● Task directions
Write out exactly the lines of the material below, beginning at the top and ending at the line that contains "pub const fn stage(&self)".

● Material for the task
Segment Open

//! Error taxonomy of the card pipeline.

use cc_render::{MeasureError, RasterError};
use thiserror::Error;

use crate::congress::UpstreamError;

/// A record was missing data the card needs, or carried data it cannot display.
#[derive(Debug, Clone, PartialEq, Eq, Error)]
pub enum DerivationError {
    #[error("record {id} is missing field {field}")]
    MissingField { id: String, field: &'static str },

    #[error("record {id} has no congress roles")]
    NoRoles { id: String },

    #[error("no role of {id} is active at {timestamp}")]
    NoActiveRole { id: String, timestamp: i64 },

    #[error("unknown state code {0:?}")]
    UnknownState(String),

    #[error("unknown bill type {0:?}")]
    UnknownBillType(String),

    #[error("bill {0} has no sponsor")]
    NoSponsor(String),

    #[error("bill {0} has no actions")]
    NoActions(String),

    #[error("bio detail for {0} has no roles")]
    NoBioRoles(String),

    #[error("timestamp {0} is out of range")]
    InvalidTimestamp(i64),
}

/// Laying out the card failed.
#[derive(Debug, Error)]
pub enum ComposeError {
    #[error("pill layout failed: {0}")]
    Measure(#[from] MeasureError),
}

/// Pipeline stage that raised a [`CardError`].
#[derive(Debug, Clone, Copy, PartialEq, Eq)]
pub enum Stage {
    Fetching,
    Deriving,
    Composing,
}

/// Any failure that degrades a request to the blank template.
#[derive(Debug, Error)]
pub enum CardError {
    #[error(transparent)]
    Upstream(#[from] UpstreamError),

    #[error(transparent)]
    Derivation(#[from] DerivationError),

    #[error(transparent)]
    Compose(#[from] ComposeError),
}

impl CardError {
    #[must_use]
    pub const fn stage(&self) -> Stage {
        match self {
            Self::Upstream(_) => Stage::Fetching,
            Self::Derivation(_) => Stage::Deriving,
            Self::Compose(_) => Stage::Composing,
        }
    }
}

impl From<MeasureError> for CardError {
    fn from(err: MeasureError) -> Self {
        Self::Compose(ComposeError::Measure(err))
    }
}

/// PNG conversion failed. Never replaced by the fallback template.
#[derive(Debug, Error)]
#[error("PNG conversion failed: {0}")]
pub struct ConversionError(#[from] pub RasterError);
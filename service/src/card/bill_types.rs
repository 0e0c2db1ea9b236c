//! Printed prefixes and localized labels for bill type codes.

use crate::congress::Lang;

use super::error::DerivationError;

#[derive(Debug, Clone, Copy, PartialEq, Eq)]
pub struct BillType {
    pub code: &'static str,
    /// Printed prefix ("H.R.", "S.J.Res.")
    pub display: &'static str,
    pub label_en: &'static str,
    pub label_zh: &'static str,
}

const BILL_TYPES: &[BillType] = &[
    BillType {
        code: "sres",
        display: "S.Res.",
        label_en: "Resolution",
        label_zh: "決議案",
    },
    BillType {
        code: "hres",
        display: "H.Res.",
        label_en: "Resolution",
        label_zh: "決議案",
    },
    BillType {
        code: "hjres",
        display: "H.J.Res.",
        label_en: "Joint Resolution",
        label_zh: "聯合決議案",
    },
    BillType {
        code: "sjres",
        display: "S.J.Res.",
        label_en: "Joint Resolution",
        label_zh: "聯合決議案",
    },
    BillType {
        code: "hconres",
        display: "H.Con.Res.",
        label_en: "Concurrent Resolution",
        label_zh: "共同決議案",
    },
    BillType {
        code: "sconres",
        display: "S.Con.Res.",
        label_en: "Concurrent Resolution",
        label_zh: "共同決議案",
    },
    BillType {
        code: "s",
        display: "S.",
        label_en: "Bill",
        label_zh: "法案",
    },
    BillType {
        code: "hr",
        display: "H.R.",
        label_en: "Bill",
        label_zh: "法案",
    },
];

impl BillType {
    /// Look up a bill type by its short code.
    ///
    /// # Errors
    ///
    /// Returns [`DerivationError::UnknownBillType`] for codes outside the table.
    pub fn lookup(code: &str) -> Result<&'static Self, DerivationError> {
        BILL_TYPES
            .iter()
            .find(|t| t.code == code)
            .ok_or_else(|| DerivationError::UnknownBillType(code.to_string()))
    }

    #[must_use]
    pub const fn label(&self, lang: Lang) -> &'static str {
        match lang {
            Lang::En => self.label_en,
            Lang::Zh => self.label_zh,
        }
    }

    /// Printed bill code, e.g. `"H.R. 1"`.
    #[must_use]
    pub fn code_display(&self, bill_number: &str) -> String {
        format!("{} {bill_number}", self.display)
    }
}
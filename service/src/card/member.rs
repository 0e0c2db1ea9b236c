//! Member card: fetch, derive and fill the member template.

use cc_render::{PillInput, TemplateValues};

use crate::congress::{fetch_record, BioDetail, CongressApiClient, Lang, MemberRecord};

use super::assets::CardAssets;
use super::display::{
    area_code, avatar_color, district, member_name, multi_lines, party_label, title_sentence,
    vote_percent,
};
use super::error::{CardError, DerivationError};
use super::last_action::{resolve_last_action, LastAction};
use super::picture::profile_picture;
use super::roles::{current_role, latest_role, resolve_roles};
use super::states::StateTable;

/// Fields requested for the member record.
pub const MEMBER_FIELDS: &[&str] = &[
    "firstName",
    "lastName",
    "middleName",
    "profilePictures",
    "bioGuideId",
    "congressRoles",
    "cosponsoredBillIds",
    "sponsoredBillIds",
    "cosponsoredBills#date",
];

/// Display fields derived from the member record alone.
#[derive(Debug, Clone, PartialEq, Eq)]
pub struct MemberDisplay {
    pub name: String,
    pub title: String,
    pub area_code: String,
    pub party: String,
    pub avatar_color: &'static str,
    pub in_office: bool,
}

/// Term count and party-line vote share from the bio service.
#[derive(Debug, Clone, PartialEq, Eq)]
pub struct MemberStats {
    pub terms: usize,
    pub party_vote: String,
}

/// Everything the member template needs apart from the pill markup.
#[derive(Debug, Clone, PartialEq, Eq)]
pub struct MemberCard {
    pub display: MemberDisplay,
    pub stats: MemberStats,
    pub picture: String,
    pub last_action: LastAction,
    pub sponsored_count: usize,
    pub cosponsored_count: usize,
}

/// Derive name, title, area, party, color and in-office status from the latest role.
///
/// # Errors
///
/// [`DerivationError::NoRoles`] when the member has no roles, or
/// [`DerivationError::UnknownState`] when the latest role's state is not in `states`.
pub fn derive_member_display(
    record: &MemberRecord,
    states: &StateTable,
    lang: Lang,
    now_ms: i64,
) -> Result<MemberDisplay, DerivationError> {
    let roles = resolve_roles(&record.congress_roles, lang);
    let latest = latest_role(&roles).ok_or_else(|| DerivationError::NoRoles {
        id: record.id.clone(),
    })?;
    let state_name = states.name(&latest.role.state, lang)?;
    let party = latest.role.party.as_deref();

    Ok(MemberDisplay {
        name: member_name(
            record.first_name.as_deref(),
            record.middle_name.as_deref(),
            record.last_name.as_deref(),
        ),
        title: title_sentence(latest.title_long, state_name, district(&latest.role), lang),
        area_code: area_code(&latest.role),
        party: party_label(party, lang),
        avatar_color: avatar_color(party),
        in_office: current_role(&roles, now_ms).is_some(),
    })
}

/// Terms served and the vote share of the most recent congress.
///
/// # Errors
///
/// [`DerivationError::NoBioRoles`] when the detail lists no congress, or
/// [`DerivationError::MissingField`] when the latest has no vote share.
pub fn member_stats(detail: &BioDetail, bio_id: &str) -> Result<MemberStats, DerivationError> {
    let latest = detail
        .roles
        .first()
        .ok_or_else(|| DerivationError::NoBioRoles(bio_id.to_string()))?;
    let pct = latest
        .votes_with_party_pct
        .ok_or_else(|| DerivationError::MissingField {
            id: bio_id.to_string(),
            field: "votes_with_party_pct",
        })?;

    Ok(MemberStats {
        terms: detail.roles.len(),
        party_vote: vote_percent(pct),
    })
}

/// Fetch a member and everything its card shows.
///
/// The picture, last action and bio detail are fetched concurrently once the
/// member record is in hand.
///
/// # Errors
///
/// Any failed record or bio fetch, or a [`DerivationError`]. A failed
/// picture download is not an error.
pub async fn load_member_card(
    client: &dyn CongressApiClient,
    assets: &CardAssets,
    id: &str,
    lang: Lang,
    now_ms: i64,
) -> Result<MemberCard, CardError> {
    let record: MemberRecord = fetch_record(client, id, MEMBER_FIELDS, lang).await?;
    let display = derive_member_display(&record, &assets.states, lang, now_ms)?;
    let bio_id = record
        .bio_guide_id
        .as_deref()
        .ok_or_else(|| DerivationError::MissingField {
            id: record.id.clone(),
            field: "bioGuideId",
        })?;

    let (picture, last_action, bio) = futures::try_join!(
        async {
            Ok::<_, CardError>(
                profile_picture(client, record.profile_pictures.as_ref(), &assets.default_avatar)
                    .await,
            )
        },
        resolve_last_action(
            client,
            &record.sponsored_bill_ids,
            &record.cosponsored_bill_dates,
            lang
        ),
        async { client.fetch_bio_detail(bio_id).await.map_err(CardError::from) },
    )?;
    let stats = member_stats(&bio, bio_id)?;

    Ok(MemberCard {
        display,
        stats,
        picture,
        last_action,
        sponsored_count: record.sponsored_bill_ids.len(),
        cosponsored_count: record.cosponsored_bill_ids.len(),
    })
}

const fn in_office_label(lang: Lang) -> &'static str {
    match lang {
        Lang::En => "In Office",
        Lang::Zh => "現任議員",
    }
}

impl MemberCard {
    /// Area, party and (when in office) the in-office badge.
    #[must_use]
    pub fn pills(&self, lang: Lang) -> Vec<(&'static str, PillInput)> {
        vec![
            ("pill-area", PillInput::labeled(&self.display.area_code)),
            ("pill-party", PillInput::labeled(&self.display.party)),
            (
                "pill-in-congress",
                PillInput::flag(self.display.in_office, in_office_label(lang)),
            ),
        ]
    }

    #[must_use]
    pub fn template_values(&self, pills: String, assets: &CardAssets) -> TemplateValues {
        let [line1, line2, line3] = multi_lines(&self.last_action.summary);
        TemplateValues::new()
            .markup("PILLS", pills)
            .markup("PROFILE_PIC_BASE64", &self.picture)
            .markup("FB_PIC_BASE64", &assets.fb_icon)
            .markup("IG_PIC_BASE64", &assets.ig_icon)
            .markup("LINE_PIC_BASE64", &assets.line_icon)
            .text("AVATAR_COLOR", self.display.avatar_color)
            .text("MEMBER_NAME", &self.display.name)
            .text("MEMBER_TITLE", &self.display.title)
            .text("SPONSOR_NUM", self.sponsored_count.to_string())
            .text("COSPONSOR_NUM", self.cosponsored_count.to_string())
            .text("TERMS", self.stats.terms.to_string())
            .text("PARTY_VOTE", &self.stats.party_vote)
            .text("LAST_ACTION_TIME", &self.last_action.time)
            .text("LAST_BILL_L1", line1)
            .text("LAST_BILL_L2", line2)
            .text("LAST_BILL_L3", line3)
    }
}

Segment Closed

● Problem solution
//! Error taxonomy of the card pipeline.

use cc_render::{MeasureError, RasterError};
use thiserror::Error;

use crate::congress::UpstreamError;

/// A record was missing data the card needs, or carried data it cannot display.
#[derive(Debug, Clone, PartialEq, Eq, Error)]
pub enum DerivationError {
    #[error("record {id} is missing field {field}")]
    MissingField { id: String, field: &'static str },

    #[error("record {id} has no congress roles")]
    NoRoles { id: String },

    #[error("no role of {id} is active at {timestamp}")]
    NoActiveRole { id: String, timestamp: i64 },

    #[error("unknown state code {0:?}")]
    UnknownState(String),

    #[error("unknown bill type {0:?}")]
    UnknownBillType(String),

    #[error("bill {0} has no sponsor")]
    NoSponsor(String),

    #[error("bill {0} has no actions")]
    NoActions(String),

    #[error("bio detail for {0} has no roles")]
    NoBioRoles(String),

    #[error("timestamp {0} is out of range")]
    InvalidTimestamp(i64),
}

/// Laying out the card failed.
#[derive(Debug, Error)]
pub enum ComposeError {
    #[error("pill layout failed: {0}")]
    Measure(#[from] MeasureError),
}

/// Pipeline stage that raised a [`CardError`].
#[derive(Debug, Clone, Copy, PartialEq, Eq)]
pub enum Stage {
    Fetching,
    Deriving,
    Composing,
}

/// Any failure that degrades a request to the blank template.
#[derive(Debug, Error)]
pub enum CardError {
    #[error(transparent)]
    Upstream(#[from] UpstreamError),

    #[error(transparent)]
    Derivation(#[from] DerivationError),

    #[error(transparent)]
    Compose(#[from] ComposeError),
}

impl CardError {
    #[must_use]
    pub const fn stage(&self) -> Stage {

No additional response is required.